◆ **Activity**:
When you output the entries, begin with the first line and end with the line containing "use crate::importer::file_parser::RawRow;", keeping each line exactly as it is.

------ Entries provided ------

// ==========================================
// 企业定额匹配系统 - 行字段映射
// ==========================================
// 阶段 1: 原始行记录 → QuotaDraft / ItemDraft
// 表头按别名匹配（中文表头与下划线英文列名均可）；
// 金额/数量空串视为缺省，非法数字按行收集失败不阻断整批
// ==========================================

use crate::domain::{ItemDraft, QuotaDraft};
use crate::importer::error::{ImportError, ImportResult};
use crate::importer::file_parser::RawRow;
use rust_decimal::Decimal;
use std::str::FromStr;

/// 定额表列别名
const QUOTA_CODE: &[&str] = &["定额编码", "quota_code"];
const QUOTA_NAME: &[&str] = &["定额名称", "quota_name"];
const QUOTA_FEATURE: &[&str] = &["项目特征", "feature_value"];
const QUOTA_UNIT: &[&str] = &["单位", "unit"];
const QUOTA_UNIT_PRICE: &[&str] = &["综合单价", "单价", "unit_price"];
const QUOTA_LABOR: &[&str] = &["人工费", "labor_cost"];
const QUOTA_MATERIAL: &[&str] = &["材料费", "material_cost"];
const QUOTA_MACHINE: &[&str] = &["机械费", "machine_cost"];
const QUOTA_REMARK: &[&str] = &["备注", "remark"];

/// 清单表列别名
const ITEM_CODE: &[&str] = &["清单编码", "项目编码", "item_code"];
const ITEM_NAME: &[&str] = &["清单名称", "项目名称", "item_name"];
const ITEM_FEATURE: &[&str] = &["项目特征", "feature_value"];
const ITEM_UNIT: &[&str] = &["单位", "unit"];
const ITEM_QUANTITY: &[&str] = &["工程量", "数量", "quantity"];
const ITEM_REMARK: &[&str] = &["备注", "remark"];

/// 定额行映射（row 为数据区行号，从 1 起，用于失败定位）
pub fn map_quota_row(row: usize, record: &RawRow) -> ImportResult<QuotaDraft> {
    let quota_name = required_text(row, record, QUOTA_NAME, "定额名称")?;

    Ok(QuotaDraft {
        quota_code: optional_text(record, QUOTA_CODE),
        quota_name,
        feature_value: optional_text(record, QUOTA_FEATURE),
        unit: optional_text(record, QUOTA_UNIT),
        unit_price: optional_decimal(row, record, QUOTA_UNIT_PRICE, "单价")?,
        labor_cost: optional_decimal(row, record, QUOTA_LABOR, "人工费")?,
        material_cost: optional_decimal(row, record, QUOTA_MATERIAL, "材料费")?,
        machine_cost: optional_decimal(row, record, QUOTA_MACHINE, "机械费")?,
        remark: optional_text(record, QUOTA_REMARK),
    })
}

/// 清单行映射
pub fn map_item_row(row: usize, record: &RawRow) -> ImportResult<ItemDraft> {
    let item_name = required_text(row, record, ITEM_NAME, "清单名称")?;
    let quantity = optional_decimal(row, record, ITEM_QUANTITY, "工程量")?;

    if let Some(q) = quantity {
        if q < Decimal::ZERO {
            return Err(ImportError::FieldValueError {
                row,
                field: "工程量".to_string(),
                message: format!("不能为负数: {}", q),
            });
        }
    }

    Ok(ItemDraft {
        item_code: optional_text(record, ITEM_CODE),
        item_name,
        feature_value: optional_text(record, ITEM_FEATURE),
        unit: optional_text(record, ITEM_UNIT),
        quantity,
        remark: optional_text(record, ITEM_REMARK),
    })
}

/// 按别名取列值（首个非空命中）
fn lookup<'a>(record: &'a RawRow, aliases: &[&str]) -> Option<&'a str> {
    aliases
        .iter()
        .filter_map(|alias| record.get(*alias))
        .map(|v| v.trim())
        .find(|v| !v.is_empty())
}

fn optional_text(record: &RawRow, aliases: &[&str]) -> Option<String> {
    lookup(record, aliases).map(|v| v.to_string())
}

fn required_text(
    row: usize,
    record: &RawRow,
    aliases: &[&str],
    field: &str,
) -> ImportResult<String> {
    lookup(record, aliases)
        .map(|v| v.to_string())
        .ok_or_else(|| ImportError::MissingField {
            row,
            field: field.to_string(),
        })
}

fn optional_decimal(
    row: usize,
    record: &RawRow,
    aliases: &[&str],
    field: &str,
) -> ImportResult<Option<Decimal>> {
    match lookup(record, aliases) {
        None => Ok(None),
        Some(raw) => Decimal::from_str(raw).map(Some).map_err(|e| {
            ImportError::TypeConversionError {
                row,
                field: field.to_string(),
                message: format!("{}: {}", raw, e),
            }
        }),
    }
}
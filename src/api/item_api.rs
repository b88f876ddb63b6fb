// ==========================================
// 企业定额匹配系统 - 清单 API
// ==========================================
// 职责: 清单 CRUD、字段级部分更新、关联查询
// 合价在读取时由计价引擎推导，列表返回展示精度
// ==========================================

use std::sync::Arc;

use rust_decimal::Decimal;
use serde::{Deserialize, Serialize};
use tracing::info;

use crate::api::error::{ApiError, ApiResult};
use crate::api::response::BatchOutcome;
use crate::domain::{Item, ItemDraft, ItemPatch, ItemQuotaLink};
use crate::engine::PricingAggregator;
use crate::repository::{ItemQuotaRepository, ItemRepository};

// ==========================================
// ItemWithPrice - 清单 + 派生价格
// ==========================================
/// 用于前端展示的清单完整信息（实体 + 派生价格，展示精度）
#[derive(Debug, Clone, Serialize, Deserialize)]
pub struct ItemWithPrice {
    #[serde(flatten)]
    pub item: Item,
    pub effective_unit_price: Decimal,
    pub total_price: Decimal,
}

// ==========================================
// ItemApi - 清单 API
// ==========================================
pub struct ItemApi {
    item_repo: Arc<ItemRepository>,
    link_repo: Arc<ItemQuotaRepository>,
    pricing: PricingAggregator,
}

impl ItemApi {
    /// 创建新的ItemApi实例
    pub fn new(item_repo: Arc<ItemRepository>, link_repo: Arc<ItemQuotaRepository>) -> Self {
        Self {
            item_repo,
            link_repo,
            pricing: PricingAggregator::new(),
        }
    }

    // ==========================================
    // 查询接口
    // ==========================================

    /// 清单列表（含派生的生效单价与合价）
    pub fn list_items(&self) -> ApiResult<Vec<ItemWithPrice>> {
        let items = self.item_repo.list_all()?;

        let mut result = Vec::with_capacity(items.len());
        for item in items {
            let links = self.link_repo.list_by_item(item.id)?;
            result.push(self.with_price(item, &links));
        }
        Ok(result)
    }

    /// 单条清单（含派生价格）
    pub fn get_item(&self, item_id: i64) -> ApiResult<ItemWithPrice> {
        let item = self.require_item(item_id)?;
        let links = self.link_repo.list_by_item(item_id)?;
        Ok(self.with_price(item.item, &links))
    }

    /// 清单的多定额关联（挂接顺序）
    pub fn item_quotas(&self, item_id: i64) -> ApiResult<Vec<ItemQuotaLink>> {
        self.require_item(item_id)?;
        Ok(self.link_repo.list_by_item(item_id)?)
    }

    // ==========================================
    // 变更接口
    // ==========================================

    /// 新增清单（默认未匹配；除名称外字段均可留空）
    pub fn create_item(&self, draft: ItemDraft) -> ApiResult<Item> {
        Self::validate_name(&draft.item_name)?;
        Self::validate_quantity(&draft.quantity)?;

        let item = self.item_repo.insert(&draft)?;
        info!(item_id = item.id, "新增清单成功");
        Ok(item)
    }

    /// 字段级部分更新（只更新传入的字段）
    ///
    /// 匹配状态不在此处修改；工程量变化后合价随读取自动刷新
    pub fn update_item(&self, item_id: i64, patch: ItemPatch) -> ApiResult<ItemWithPrice> {
        let mut item = self.require_item(item_id)?.item;

        if let Some(item_name) = patch.item_name {
            Self::validate_name(&item_name)?;
            item.item_name = item_name;
        }
        if let Some(quantity) = patch.quantity {
            Self::validate_quantity(&Some(quantity))?;
            item.quantity = Some(quantity);
        }
        if let Some(item_code) = patch.item_code {
            item.item_code = Some(item_code);
        }
        if let Some(feature_value) = patch.feature_value {
            item.feature_value = Some(feature_value);
        }
        if let Some(unit) = patch.unit {
            item.unit = Some(unit);
        }
        if let Some(remark) = patch.remark {
            item.remark = Some(remark);
        }

        self.item_repo.update(&item)?;
        let links = self.link_repo.list_by_item(item_id)?;
        Ok(self.with_price(item, &links))
    }

    /// 删除清单（关联级联删除）
    pub fn delete_item(&self, item_id: i64) -> ApiResult<()> {
        if !self.item_repo.delete(item_id)? {
            return Err(ApiError::NotFound(format!("Item(id={})不存在", item_id)));
        }
        info!(item_id, "删除清单成功");
        Ok(())
    }

    /// 批量删除清单（逐条执行，单条失败不中断）
    pub fn batch_delete_items(&self, item_ids: &[i64]) -> ApiResult<BatchOutcome> {
        let mut outcome = BatchOutcome::new();

        for &item_id in item_ids {
            match self.item_repo.delete(item_id) {
                Ok(true) => outcome.record_success(),
                Ok(false) => outcome.record_failure(item_id, "项目清单不存在"),
                Err(e) => outcome.record_failure(item_id, e.to_string()),
            }
        }

        info!(
            success = outcome.success_count,
            failed = outcome.fail_count,
            "批量删除清单完成"
        );
        Ok(outcome)
    }

    /// 清空全部清单（保留定额目录）
    pub fn clear_all_items(&self) -> ApiResult<usize> {
        let removed = self.item_repo.delete_all()?;
        info!(removed, "已清理所有项目清单数据（定额目录保留）");
        Ok(removed)
    }

    // ==========================================
    // 内部辅助
    // ==========================================

    fn with_price(&self, item: Item, links: &[ItemQuotaLink]) -> ItemWithPrice {
        let effective = self.pricing.effective_price(&item, links);
        let total = self.pricing.total_price(&item, links);
        ItemWithPrice {
            effective_unit_price: self.pricing.present(effective),
            total_price: self.pricing.present(total),
            item,
        }
    }

    fn require_item(&self, item_id: i64) -> ApiResult<ItemWithPrice> {
        let item = self
            .item_repo
            .find_by_id(item_id)?
            .ok_or_else(|| ApiError::NotFound(format!("Item(id={})不存在", item_id)))?;
        let links = self.link_repo.list_by_item(item_id)?;
        Ok(self.with_price(item, &links))
    }

    fn validate_name(item_name: &str) -> ApiResult<()> {
        if item_name.trim().is_empty() {
            return Err(ApiError::InvalidInput("清单名称不能为空".to_string()));
        }
        Ok(())
    }

    fn validate_quantity(quantity: &Option<Decimal>) -> ApiResult<()> {
        if let Some(q) = quantity {
            if *q < Decimal::ZERO {
                return Err(ApiError::InvalidInput(format!("工程量不能为负数: {}", q)));
            }
        }
        Ok(())
    }
}
// ==========================================
// 企业定额匹配系统 - 清单定额匹配引擎
// ==========================================
// 状态机: UNMATCHED → {MATCHED, MANUAL, MULTI}，各状态间可经下列操作互达
// 自动匹配: 精确键匹配（编码+特征；无编码时退回名称+特征），
//           零命中或多命中一律保持未匹配，绝不猜测
// 人工决策 (MANUAL/MULTI) 粘滞：重跑自动匹配不触碰
// 版本参数显式传入，引擎无隐藏的"当前版本"
// ==========================================

use crate::domain::{Item, ItemQuotaLink, MatchStatus, Quota};
use crate::engine::error::{EngineError, EngineResult};
use crate::repository::{
    ItemQuotaRepository, ItemRepository, QuotaRepository, QuotaVersionRepository,
    RepositoryError,
};
use rust_decimal::Decimal;
use serde::{Deserialize, Serialize};
use std::collections::{HashMap, HashSet};
use std::sync::{Arc, Mutex};
use tracing::{info, warn};

// ==========================================
// MatchPolicy - 匹配键策略
// ==========================================
// 精确匹配是唯一语义；可调的只有键的构成与空白归一
#[derive(Debug, Clone, Copy, Serialize, Deserialize)]
pub struct MatchPolicy {
    /// 清单无编码时是否退回名称键
    pub name_fallback: bool,
    /// 比较前是否去除键两端空白（唯一允许的归一化）
    pub trim_keys: bool,
}

impl Default for MatchPolicy {
    fn default() -> Self {
        Self {
            name_fallback: true,
            trim_keys: true,
        }
    }
}

// ==========================================
// MatchRunReport - 自动匹配结果统计
// ==========================================
#[derive(Debug, Clone, Serialize, Deserialize)]
pub struct MatchRunReport {
    pub total: usize,     // 参与匹配的清单数（不含粘滞项）
    pub matched: usize,   // 唯一命中数
    pub ambiguous: usize, // 多命中数（保持未匹配）
    pub unmatched: usize, // 零命中数
    pub skipped: usize,   // 人工决策跳过数
}

/// 索引值：唯一候选或已判定歧义
enum Candidate {
    Unique(usize),
    Ambiguous,
}

// ==========================================
// MatchingEngine - 匹配引擎
// ==========================================
pub struct MatchingEngine {
    item_repo: Arc<ItemRepository>,
    quota_repo: Arc<QuotaRepository>,
    version_repo: Arc<QuotaVersionRepository>,
    link_repo: Arc<ItemQuotaRepository>,
    /// 正在执行自动匹配的版本（同版本禁止并发重入）
    running_versions: Mutex<HashSet<i64>>,
}

impl MatchingEngine {
    /// 创建新的匹配引擎
    pub fn new(
        item_repo: Arc<ItemRepository>,
        quota_repo: Arc<QuotaRepository>,
        version_repo: Arc<QuotaVersionRepository>,
        link_repo: Arc<ItemQuotaRepository>,
    ) -> Self {
        Self {
            item_repo,
            quota_repo,
            version_repo,
            link_repo,
            running_versions: Mutex::new(HashSet::new()),
        }
    }

    // ==========================================
    // 自动匹配
    // ==========================================

    /// 对全部清单执行一轮自动匹配
    ///
    /// # 规则
    /// - MANUAL/MULTI 清单跳过（人工决策粘滞）
    /// - MATCHED 清单参与重算：目录变化后可能刷新为新命中或回退未匹配
    /// - 唯一命中才落快照；零命中/多命中保持 UNMATCHED（正常结果，非错误）
    /// - 全部状态变更在单事务内落库
    pub fn run_match(&self, version_id: i64, policy: &MatchPolicy) -> EngineResult<MatchRunReport> {
        if self.version_repo.find_by_id(version_id)?.is_none() {
            return Err(EngineError::NotFound {
                entity: "QuotaVersion".to_string(),
                id: version_id.to_string(),
            });
        }

        // 同版本互斥（RAII 守卫，异常路径也会释放）
        let _guard = RunGuard::acquire(&self.running_versions, version_id)?;

        let quotas = self.quota_repo.list_by_version(version_id)?;
        let (code_index, name_index) = Self::build_indexes(&quotas, policy);

        let items = self.item_repo.list_all()?;
        info!(
            version_id,
            quota_count = quotas.len(),
            item_count = items.len(),
            "开始自动匹配"
        );

        let mut report = MatchRunReport {
            total: 0,
            matched: 0,
            ambiguous: 0,
            unmatched: 0,
            skipped: 0,
        };
        let mut updates: Vec<Item> = Vec::new();

        for mut item in items {
            if item.match_status.is_sticky() {
                report.skipped += 1;
                continue;
            }
            report.total += 1;

            match Self::lookup(&item, &code_index, &name_index, policy) {
                Some(&Candidate::Unique(idx)) => {
                    item.apply_single_match(&quotas[idx], MatchStatus::Matched);
                    report.matched += 1;
                }
                Some(&Candidate::Ambiguous) => {
                    item.clear_match();
                    report.ambiguous += 1;
                }
                None => {
                    item.clear_match();
                    report.unmatched += 1;
                }
            }
            updates.push(item);
        }

        self.item_repo.batch_update(&updates)?;

        info!(
            version_id,
            matched = report.matched,
            ambiguous = report.ambiguous,
            unmatched = report.unmatched,
            skipped = report.skipped,
            "自动匹配完成"
        );
        Ok(report)
    }

    /// 构建 (键, 特征) → 候选 索引
    ///
    /// 编码索引只含有编码的定额；名称索引含全部定额。
    /// 同键多条定额直接判歧义，匹配阶段 O(1) 查询
    fn build_indexes(
        quotas: &[Quota],
        policy: &MatchPolicy,
    ) -> (
        HashMap<(String, String), Candidate>,
        HashMap<(String, String), Candidate>,
    ) {
        let mut code_index: HashMap<(String, String), Candidate> = HashMap::new();
        let mut name_index: HashMap<(String, String), Candidate> = HashMap::new();

        for (idx, quota) in quotas.iter().enumerate() {
            let feature = Self::normalize(quota.feature_value.as_deref(), policy);

            if let Some(code) = quota.quota_code.as_deref() {
                let code = Self::normalize(Some(code), policy);
                if !code.is_empty() {
                    Self::index_insert(&mut code_index, (code, feature.clone()), idx);
                }
            }

            let name = Self::normalize(Some(quota.quota_name.as_str()), policy);
            Self::index_insert(&mut name_index, (name, feature), idx);
        }

        (code_index, name_index)
    }

    fn index_insert(
        index: &mut HashMap<(String, String), Candidate>,
        key: (String, String),
        idx: usize,
    ) {
        index
            .entry(key)
            .and_modify(|c| *c = Candidate::Ambiguous)
            .or_insert(Candidate::Unique(idx));
    }

    /// 单条清单的键查询
    fn lookup<'a>(
        item: &Item,
        code_index: &'a HashMap<(String, String), Candidate>,
        name_index: &'a HashMap<(String, String), Candidate>,
        policy: &MatchPolicy,
    ) -> Option<&'a Candidate> {
        let feature = Self::normalize(item.feature_value.as_deref(), policy);

        let code = Self::normalize(item.item_code.as_deref(), policy);
        if !code.is_empty() {
            return code_index.get(&(code, feature));
        }

        if policy.name_fallback {
            let name = Self::normalize(Some(item.item_name.as_str()), policy);
            return name_index.get(&(name, feature));
        }

        None
    }

    /// 键归一化：仅按策略去空白；大小写保持（精确匹配）
    fn normalize(value: Option<&str>, policy: &MatchPolicy) -> String {
        let raw = value.unwrap_or("");
        if policy.trim_keys {
            raw.trim().to_string()
        } else {
            raw.to_string()
        }
    }

    // ==========================================
    // 人工操作（任意状态可进入）
    // ==========================================

    /// 人工单选定额 → MANUAL
    ///
    /// 若清单原为多定额，关联一并清除（单选取代多定额）
    pub fn select_quota(&self, item_id: i64, quota_id: i64) -> EngineResult<Item> {
        let mut item = self.require_item(item_id)?;
        let quota = self.require_quota(quota_id)?;

        item.apply_single_match(&quota, MatchStatus::Manual);
        let removed = self.item_repo.replace_links_with_state(&item)?;
        if removed > 0 {
            info!(item_id, removed, "人工单选清除了既有多定额关联");
        }
        Ok(item)
    }

    /// 人工直接定价 → MANUAL（价格权威，无目录背书）
    pub fn set_manual_price(&self, item_id: i64, price: Decimal) -> EngineResult<Item> {
        if price < Decimal::ZERO {
            return Err(EngineError::InvalidPrice(format!(
                "单价不能为负数: {}",
                price
            )));
        }

        let mut item = self.require_item(item_id)?;
        item.apply_manual_price(price);
        self.item_repo.replace_links_with_state(&item)?;
        Ok(item)
    }

    /// 挂接定额 → MULTI
    ///
    /// 重复挂接同一定额返回 AlreadyAttached（显式拒绝，非静默幂等）；
    /// 关联携带价格快照，定额后续变更不回溯
    pub fn attach_quota(&self, item_id: i64, quota_id: i64) -> EngineResult<ItemQuotaLink> {
        let mut item = self.require_item(item_id)?;
        let quota = self.require_quota(quota_id)?;

        if self.link_repo.exists(item_id, quota_id)? {
            return Err(EngineError::AlreadyAttached { item_id, quota_id });
        }

        item.enter_multi();
        let link = ItemQuotaLink::snapshot_of(item_id, &quota, 0);
        match self.item_repo.attach_link(&item, &link) {
            Ok(link) => Ok(link),
            // 并发窗口下的重复挂接由唯一约束兜底
            Err(RepositoryError::UniqueConstraintViolation(_)) => {
                Err(EngineError::AlreadyAttached { item_id, quota_id })
            }
            Err(e) => Err(e.into()),
        }
    }

    /// 摘除关联；删空时回退 UNMATCHED
    ///
    /// # 返回
    /// - `Ok(remaining)`: 摘除后剩余关联数
    pub fn detach_quota(&self, item_id: i64, link_id: i64) -> EngineResult<usize> {
        let item = self.require_item(item_id)?;

        let link = self.link_repo.find_by_id(link_id)?;
        let belongs = link.map(|l| l.item_id == item_id).unwrap_or(false);
        if !belongs {
            return Err(EngineError::NotFound {
                entity: "ItemQuotaLink".to_string(),
                id: link_id.to_string(),
            });
        }

        let mut reverted = item.clone();
        reverted.clear_match();
        let remaining = self.item_repo.detach_link(item_id, link_id, &reverted)?;
        if remaining == 0 {
            info!(item_id, "最后一条关联已摘除，清单回退未匹配");
        }
        Ok(remaining)
    }

    /// 清空全部关联并回退 UNMATCHED（幂等：重复调用删除 0 条并成功）
    pub fn clear_quotas(&self, item_id: i64) -> EngineResult<usize> {
        let mut item = self.require_item(item_id)?;
        item.clear_match();
        let removed = self.item_repo.replace_links_with_state(&item)?;
        Ok(removed)
    }

    // ==========================================
    // 校验辅助
    // ==========================================

    fn require_item(&self, item_id: i64) -> EngineResult<Item> {
        self.item_repo
            .find_by_id(item_id)?
            .ok_or_else(|| EngineError::NotFound {
                entity: "Item".to_string(),
                id: item_id.to_string(),
            })
    }

    fn require_quota(&self, quota_id: i64) -> EngineResult<Quota> {
        self.quota_repo
            .find_by_id(quota_id)?
            .ok_or_else(|| EngineError::NotFound {
                entity: "Quota".to_string(),
                id: quota_id.to_string(),
            })
    }
}

// ==========================================
// RunGuard - 版本级自动匹配互斥守卫
// ==========================================
struct RunGuard<'a> {
    running: &'a Mutex<HashSet<i64>>,
    version_id: i64,
}

impl<'a> RunGuard<'a> {
    fn acquire(running: &'a Mutex<HashSet<i64>>, version_id: i64) -> EngineResult<Self> {
        let mut set = running
            .lock()
            .map_err(|e| RepositoryError::LockError(e.to_string()))?;
        if !set.insert(version_id) {
            warn!(version_id, "拒绝并发的自动匹配请求");
            return Err(EngineError::MatchRunInProgress { version_id });
        }
        Ok(Self {
            running,
            version_id,
        })
    }
}

impl Drop for RunGuard<'_> {
    fn drop(&mut self) {
        if let Ok(mut set) = self.running.lock() {
            set.remove(&self.version_id);
        }
    }
}
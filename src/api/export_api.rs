// ==========================================
// 企业定额匹配系统 - 导出 API
// ==========================================
// 职责: 计价结果与定额目录的 CSV 导出
// 金额仅在此边界舍入到 2 位小数；合计行在末尾
// ==========================================

use std::sync::Arc;

use rust_decimal::Decimal;
use tracing::info;

use crate::api::error::{ApiError, ApiResult};
use crate::domain::Item;
use crate::engine::PricingAggregator;
use crate::repository::{
    ItemQuotaRepository, ItemRepository, QuotaRepository, QuotaVersionRepository,
};

// ==========================================
// ExportApi - 导出 API
// ==========================================
pub struct ExportApi {
    item_repo: Arc<ItemRepository>,
    link_repo: Arc<ItemQuotaRepository>,
    quota_repo: Arc<QuotaRepository>,
    version_repo: Arc<QuotaVersionRepository>,
    pricing: PricingAggregator,
}

impl ExportApi {
    /// 创建新的ExportApi实例
    pub fn new(
        item_repo: Arc<ItemRepository>,
        link_repo: Arc<ItemQuotaRepository>,
        quota_repo: Arc<QuotaRepository>,
        version_repo: Arc<QuotaVersionRepository>,
    ) -> Self {
        Self {
            item_repo,
            link_repo,
            quota_repo,
            version_repo,
            pricing: PricingAggregator::new(),
        }
    }

    /// 导出计价结果（CSV 字节流，末行为合计）
    ///
    /// 未匹配清单合价按 0 计入合计，不阻断导出
    pub fn export_priced_items(&self) -> ApiResult<Vec<u8>> {
        let items = self.item_repo.list_all()?;

        let mut writer = csv::Writer::from_writer(Vec::new());
        writer
            .write_record([
                "清单编码",
                "清单名称",
                "项目特征",
                "单位",
                "工程量",
                "匹配状态",
                "定额编码",
                "定额名称",
                "生效单价",
                "合价",
            ])
            .map_err(|e| ApiError::InternalError(e.to_string()))?;

        let mut totals: Vec<Decimal> = Vec::with_capacity(items.len());
        for item in &items {
            let links = self.link_repo.list_by_item(item.id)?;
            let effective = self.pricing.effective_price(item, &links);
            let total = self.pricing.total_price(item, &links);
            totals.push(total);

            let quantity_cell = Self::text_or_empty(item.quantity);
            let matched_name_cell = Self::matched_name_cell(item, links.len());
            let effective_cell = self.pricing.present(effective).to_string();
            let total_cell = self.pricing.present(total).to_string();

            writer
                .write_record([
                    item.item_code.as_deref().unwrap_or(""),
                    item.item_name.as_str(),
                    item.feature_value.as_deref().unwrap_or(""),
                    item.unit.as_deref().unwrap_or(""),
                    quantity_cell.as_str(),
                    item.match_status.as_str(),
                    item.matched_quota_code.as_deref().unwrap_or(""),
                    matched_name_cell.as_str(),
                    effective_cell.as_str(),
                    total_cell.as_str(),
                ])
                .map_err(|e| ApiError::InternalError(e.to_string()))?;
        }

        let grand_total_cell = self.pricing.present(self.pricing.grand_total(totals)).to_string();
        writer
            .write_record([
                "合计",
                "",
                "",
                "",
                "",
                "",
                "",
                "",
                "",
                grand_total_cell.as_str(),
            ])
            .map_err(|e| ApiError::InternalError(e.to_string()))?;

        let bytes = writer
            .into_inner()
            .map_err(|e| ApiError::InternalError(e.to_string()))?;
        info!(items = items.len(), "计价结果导出完成");
        Ok(bytes)
    }

    /// 导出版本内定额目录（CSV 字节流）
    pub fn export_quotas(&self, version_id: i64) -> ApiResult<Vec<u8>> {
        if !self.version_repo.exists(version_id)? {
            return Err(ApiError::NotFound(format!(
                "QuotaVersion(id={})不存在",
                version_id
            )));
        }

        let quotas = self.quota_repo.list_by_version(version_id)?;

        let mut writer = csv::Writer::from_writer(Vec::new());
        writer
            .write_record([
                "定额编码",
                "定额名称",
                "项目特征",
                "单位",
                "综合单价",
                "人工费",
                "材料费",
                "机械费",
                "备注",
            ])
            .map_err(|e| ApiError::InternalError(e.to_string()))?;

        for quota in &quotas {
            let unit_price_cell = Self::text_or_empty(quota.unit_price);
            let labor_cell = Self::text_or_empty(quota.labor_cost);
            let material_cell = Self::text_or_empty(quota.material_cost);
            let machine_cell = Self::text_or_empty(quota.machine_cost);

            writer
                .write_record([
                    quota.quota_code.as_deref().unwrap_or(""),
                    quota.quota_name.as_str(),
                    quota.feature_value.as_deref().unwrap_or(""),
                    quota.unit.as_deref().unwrap_or(""),
                    unit_price_cell.as_str(),
                    labor_cell.as_str(),
                    material_cell.as_str(),
                    machine_cell.as_str(),
                    quota.remark.as_deref().unwrap_or(""),
                ])
                .map_err(|e| ApiError::InternalError(e.to_string()))?;
        }

        let bytes = writer
            .into_inner()
            .map_err(|e| ApiError::InternalError(e.to_string()))?;
        info!(version_id, quotas = quotas.len(), "定额目录导出完成");
        Ok(bytes)
    }

    fn text_or_empty(value: Option<Decimal>) -> String {
        value.map(|d| d.to_string()).unwrap_or_default()
    }

    /// 定额名称列：多定额时展示关联数摘要
    fn matched_name_cell(item: &Item, link_count: usize) -> String {
        if link_count > 0 {
            format!("多定额({}条)", link_count)
        } else {
            item.matched_quota_name.clone().unwrap_or_default()
        }
    }
}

------

◆ **Task answer**:
// ==========================================
// 企业定额匹配系统 - 行字段映射
// ==========================================
// 阶段 1: 原始行记录 → QuotaDraft / ItemDraft
// 表头按别名匹配（中文表头与下划线英文列名均可）；
// 金额/数量空串视为缺省，非法数字按行收集失败不阻断整批
// ==========================================

use crate::domain::{ItemDraft, QuotaDraft};
use crate::importer::error::{ImportError, ImportResult};
use crate::importer::file_parser::RawRow;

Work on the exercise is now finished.